--- START ---

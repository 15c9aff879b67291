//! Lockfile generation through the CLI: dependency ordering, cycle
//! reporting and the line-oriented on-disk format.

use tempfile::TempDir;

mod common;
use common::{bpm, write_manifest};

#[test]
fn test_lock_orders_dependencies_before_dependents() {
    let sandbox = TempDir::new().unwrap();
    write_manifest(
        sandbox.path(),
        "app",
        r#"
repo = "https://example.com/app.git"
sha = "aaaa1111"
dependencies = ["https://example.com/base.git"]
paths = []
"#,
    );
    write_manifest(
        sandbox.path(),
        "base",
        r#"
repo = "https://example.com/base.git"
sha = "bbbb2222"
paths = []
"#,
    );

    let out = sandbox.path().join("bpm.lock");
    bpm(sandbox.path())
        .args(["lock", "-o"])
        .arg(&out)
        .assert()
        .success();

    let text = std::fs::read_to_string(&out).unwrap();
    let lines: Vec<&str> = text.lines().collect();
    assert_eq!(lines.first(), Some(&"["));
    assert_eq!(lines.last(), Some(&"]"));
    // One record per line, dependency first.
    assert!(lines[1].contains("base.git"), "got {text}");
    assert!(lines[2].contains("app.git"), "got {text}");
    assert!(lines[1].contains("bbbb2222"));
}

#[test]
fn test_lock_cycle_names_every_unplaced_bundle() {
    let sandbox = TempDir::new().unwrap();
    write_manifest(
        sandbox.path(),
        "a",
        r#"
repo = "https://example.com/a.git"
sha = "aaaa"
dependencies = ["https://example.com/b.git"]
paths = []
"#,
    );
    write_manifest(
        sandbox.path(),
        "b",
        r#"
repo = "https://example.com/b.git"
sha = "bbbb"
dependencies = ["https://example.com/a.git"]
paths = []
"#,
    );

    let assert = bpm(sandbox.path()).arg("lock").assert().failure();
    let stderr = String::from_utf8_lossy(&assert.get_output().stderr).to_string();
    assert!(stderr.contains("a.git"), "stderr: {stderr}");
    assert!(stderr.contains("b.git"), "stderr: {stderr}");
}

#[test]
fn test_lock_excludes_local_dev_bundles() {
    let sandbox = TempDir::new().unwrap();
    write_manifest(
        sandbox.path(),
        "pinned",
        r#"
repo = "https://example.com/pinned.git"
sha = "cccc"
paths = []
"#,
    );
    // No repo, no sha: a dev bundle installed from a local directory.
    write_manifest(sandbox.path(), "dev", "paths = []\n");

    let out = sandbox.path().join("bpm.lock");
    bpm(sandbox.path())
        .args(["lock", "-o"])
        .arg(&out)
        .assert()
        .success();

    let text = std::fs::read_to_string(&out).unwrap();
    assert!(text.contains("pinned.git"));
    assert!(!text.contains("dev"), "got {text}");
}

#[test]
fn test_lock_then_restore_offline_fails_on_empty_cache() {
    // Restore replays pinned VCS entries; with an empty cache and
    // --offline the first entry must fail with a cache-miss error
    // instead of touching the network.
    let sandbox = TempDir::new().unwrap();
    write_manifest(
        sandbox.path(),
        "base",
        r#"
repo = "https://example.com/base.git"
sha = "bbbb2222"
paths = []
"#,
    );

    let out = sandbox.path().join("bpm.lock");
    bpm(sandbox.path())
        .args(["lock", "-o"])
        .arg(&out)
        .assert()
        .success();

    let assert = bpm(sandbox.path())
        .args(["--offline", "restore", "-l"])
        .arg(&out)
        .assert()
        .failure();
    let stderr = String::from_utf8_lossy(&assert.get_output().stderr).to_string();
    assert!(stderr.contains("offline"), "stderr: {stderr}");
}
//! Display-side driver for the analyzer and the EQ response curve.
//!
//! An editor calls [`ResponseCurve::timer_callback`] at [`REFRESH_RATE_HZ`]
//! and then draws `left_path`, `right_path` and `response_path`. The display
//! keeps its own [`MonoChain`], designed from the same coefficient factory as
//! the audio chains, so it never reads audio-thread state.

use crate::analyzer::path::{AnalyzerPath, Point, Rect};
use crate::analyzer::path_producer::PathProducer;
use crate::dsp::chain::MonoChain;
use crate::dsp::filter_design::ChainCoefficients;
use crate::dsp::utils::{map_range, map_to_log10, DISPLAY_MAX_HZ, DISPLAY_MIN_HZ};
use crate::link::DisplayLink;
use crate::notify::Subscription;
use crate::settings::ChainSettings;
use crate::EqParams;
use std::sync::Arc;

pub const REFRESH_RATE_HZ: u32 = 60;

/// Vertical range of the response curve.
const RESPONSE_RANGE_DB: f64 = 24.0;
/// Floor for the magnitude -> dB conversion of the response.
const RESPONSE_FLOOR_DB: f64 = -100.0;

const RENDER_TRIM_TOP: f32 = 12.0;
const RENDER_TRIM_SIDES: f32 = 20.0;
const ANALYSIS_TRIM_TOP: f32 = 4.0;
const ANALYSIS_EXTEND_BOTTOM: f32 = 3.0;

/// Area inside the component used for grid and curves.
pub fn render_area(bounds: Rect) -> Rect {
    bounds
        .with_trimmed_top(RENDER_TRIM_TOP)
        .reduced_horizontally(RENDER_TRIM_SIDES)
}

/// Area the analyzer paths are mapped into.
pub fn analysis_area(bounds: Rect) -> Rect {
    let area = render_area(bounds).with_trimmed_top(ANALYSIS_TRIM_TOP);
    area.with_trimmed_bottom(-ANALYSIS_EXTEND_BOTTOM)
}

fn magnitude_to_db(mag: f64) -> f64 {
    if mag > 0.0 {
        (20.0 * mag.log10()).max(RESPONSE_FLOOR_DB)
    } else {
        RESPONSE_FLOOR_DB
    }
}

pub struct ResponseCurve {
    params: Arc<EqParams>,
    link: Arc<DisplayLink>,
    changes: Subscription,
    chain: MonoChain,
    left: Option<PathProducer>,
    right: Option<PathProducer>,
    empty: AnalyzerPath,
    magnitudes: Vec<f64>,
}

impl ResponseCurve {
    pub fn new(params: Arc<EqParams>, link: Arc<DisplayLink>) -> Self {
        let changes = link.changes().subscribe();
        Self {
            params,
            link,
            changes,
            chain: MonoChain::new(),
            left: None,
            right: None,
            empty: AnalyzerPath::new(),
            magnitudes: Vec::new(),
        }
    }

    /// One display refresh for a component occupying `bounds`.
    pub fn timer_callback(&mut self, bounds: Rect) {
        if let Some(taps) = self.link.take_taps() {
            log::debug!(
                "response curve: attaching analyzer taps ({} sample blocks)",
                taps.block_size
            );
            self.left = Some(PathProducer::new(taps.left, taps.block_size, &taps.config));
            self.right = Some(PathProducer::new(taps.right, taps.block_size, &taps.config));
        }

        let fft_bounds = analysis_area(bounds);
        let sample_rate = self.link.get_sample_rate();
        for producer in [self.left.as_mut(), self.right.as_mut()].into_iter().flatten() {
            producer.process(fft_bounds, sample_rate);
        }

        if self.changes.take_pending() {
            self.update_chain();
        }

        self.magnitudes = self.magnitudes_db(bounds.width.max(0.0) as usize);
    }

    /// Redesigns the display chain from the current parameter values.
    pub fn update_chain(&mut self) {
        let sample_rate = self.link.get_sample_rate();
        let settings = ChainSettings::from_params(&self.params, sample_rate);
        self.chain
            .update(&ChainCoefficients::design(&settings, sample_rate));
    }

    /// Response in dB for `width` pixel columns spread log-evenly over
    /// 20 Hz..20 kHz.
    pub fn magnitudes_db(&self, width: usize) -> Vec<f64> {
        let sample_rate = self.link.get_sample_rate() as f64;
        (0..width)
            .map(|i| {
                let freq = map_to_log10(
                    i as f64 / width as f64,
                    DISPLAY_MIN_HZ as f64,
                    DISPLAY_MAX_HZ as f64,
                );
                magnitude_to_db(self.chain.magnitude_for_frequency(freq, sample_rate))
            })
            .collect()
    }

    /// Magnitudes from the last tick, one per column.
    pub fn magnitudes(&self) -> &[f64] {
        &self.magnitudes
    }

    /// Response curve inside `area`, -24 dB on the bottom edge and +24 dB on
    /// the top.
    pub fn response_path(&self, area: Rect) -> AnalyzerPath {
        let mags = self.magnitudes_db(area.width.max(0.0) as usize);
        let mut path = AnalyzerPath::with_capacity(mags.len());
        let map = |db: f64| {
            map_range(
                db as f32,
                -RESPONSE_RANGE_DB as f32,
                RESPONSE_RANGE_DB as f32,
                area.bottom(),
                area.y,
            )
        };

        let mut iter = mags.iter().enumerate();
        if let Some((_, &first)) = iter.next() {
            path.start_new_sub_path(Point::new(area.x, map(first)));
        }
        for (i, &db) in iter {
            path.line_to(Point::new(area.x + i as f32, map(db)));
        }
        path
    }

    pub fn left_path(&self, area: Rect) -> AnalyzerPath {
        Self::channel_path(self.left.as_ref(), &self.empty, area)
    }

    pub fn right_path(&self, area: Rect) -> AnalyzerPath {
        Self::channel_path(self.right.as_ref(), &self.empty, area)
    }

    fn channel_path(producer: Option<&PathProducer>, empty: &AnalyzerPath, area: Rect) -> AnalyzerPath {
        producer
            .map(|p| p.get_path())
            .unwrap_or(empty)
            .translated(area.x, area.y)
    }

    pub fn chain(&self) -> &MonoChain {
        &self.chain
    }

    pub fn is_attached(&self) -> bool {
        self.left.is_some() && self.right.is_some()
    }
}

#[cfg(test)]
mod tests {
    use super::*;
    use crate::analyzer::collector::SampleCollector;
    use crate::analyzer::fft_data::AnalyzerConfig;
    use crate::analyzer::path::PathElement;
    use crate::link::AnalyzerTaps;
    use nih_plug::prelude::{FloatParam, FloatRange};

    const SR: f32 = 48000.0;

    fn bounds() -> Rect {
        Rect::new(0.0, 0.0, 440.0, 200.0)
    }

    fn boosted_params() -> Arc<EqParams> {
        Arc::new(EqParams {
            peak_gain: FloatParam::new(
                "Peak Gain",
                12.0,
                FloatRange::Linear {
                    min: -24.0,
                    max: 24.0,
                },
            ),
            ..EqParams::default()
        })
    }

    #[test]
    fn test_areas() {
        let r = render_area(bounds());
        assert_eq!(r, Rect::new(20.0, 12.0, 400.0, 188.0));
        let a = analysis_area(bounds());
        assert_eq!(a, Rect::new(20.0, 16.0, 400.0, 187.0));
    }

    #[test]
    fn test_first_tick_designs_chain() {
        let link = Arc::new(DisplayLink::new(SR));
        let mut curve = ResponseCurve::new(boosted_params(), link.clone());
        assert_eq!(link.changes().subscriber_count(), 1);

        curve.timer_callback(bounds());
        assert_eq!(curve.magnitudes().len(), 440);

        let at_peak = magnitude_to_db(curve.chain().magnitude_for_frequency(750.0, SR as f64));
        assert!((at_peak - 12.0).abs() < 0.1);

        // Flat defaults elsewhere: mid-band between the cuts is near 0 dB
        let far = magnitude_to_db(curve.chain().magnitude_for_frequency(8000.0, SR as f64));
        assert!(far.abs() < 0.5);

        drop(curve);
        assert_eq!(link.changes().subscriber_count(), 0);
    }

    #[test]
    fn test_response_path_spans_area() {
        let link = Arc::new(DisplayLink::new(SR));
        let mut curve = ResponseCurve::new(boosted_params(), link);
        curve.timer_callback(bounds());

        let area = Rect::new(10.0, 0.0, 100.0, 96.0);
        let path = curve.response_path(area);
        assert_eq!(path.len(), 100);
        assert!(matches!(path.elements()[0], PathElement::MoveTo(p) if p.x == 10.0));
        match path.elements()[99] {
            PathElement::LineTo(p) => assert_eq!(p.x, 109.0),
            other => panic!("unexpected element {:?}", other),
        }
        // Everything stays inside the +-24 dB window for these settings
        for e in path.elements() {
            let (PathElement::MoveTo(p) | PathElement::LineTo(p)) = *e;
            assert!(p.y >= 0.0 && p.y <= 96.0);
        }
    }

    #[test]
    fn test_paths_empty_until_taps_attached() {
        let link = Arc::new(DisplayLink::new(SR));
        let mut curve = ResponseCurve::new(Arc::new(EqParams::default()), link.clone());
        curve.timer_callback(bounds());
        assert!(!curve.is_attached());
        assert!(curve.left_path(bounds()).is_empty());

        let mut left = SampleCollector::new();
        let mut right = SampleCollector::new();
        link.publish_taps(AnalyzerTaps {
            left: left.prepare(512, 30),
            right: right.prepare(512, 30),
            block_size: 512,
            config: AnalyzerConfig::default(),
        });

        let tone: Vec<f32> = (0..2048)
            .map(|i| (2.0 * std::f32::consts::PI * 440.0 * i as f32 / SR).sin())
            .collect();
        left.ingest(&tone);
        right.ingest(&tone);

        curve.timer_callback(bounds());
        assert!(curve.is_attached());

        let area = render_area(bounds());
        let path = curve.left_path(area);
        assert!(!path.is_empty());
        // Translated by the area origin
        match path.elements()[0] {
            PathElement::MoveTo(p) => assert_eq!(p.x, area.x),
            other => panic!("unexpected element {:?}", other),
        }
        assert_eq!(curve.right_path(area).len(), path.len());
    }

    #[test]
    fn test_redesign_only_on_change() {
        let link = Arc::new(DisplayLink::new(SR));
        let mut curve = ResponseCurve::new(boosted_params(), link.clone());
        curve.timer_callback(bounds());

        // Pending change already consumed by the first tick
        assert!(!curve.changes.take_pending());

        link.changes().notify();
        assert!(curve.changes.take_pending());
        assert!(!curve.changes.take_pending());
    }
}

--- END ---

WHAT IS NEEDED: Select and copy every line from the records that includes the word "lines".

PROBLEM SOLUTION:
    let lines: Vec<&str> = text.lines().collect();
    assert_eq!(lines.first(), Some(&"["));
    assert_eq!(lines.last(), Some(&"]"));
    assert!(lines[1].contains("base.git"), "got {text}");
    assert!(lines[2].contains("app.git"), "got {text}");
    assert!(lines[1].contains("bbbb2222"));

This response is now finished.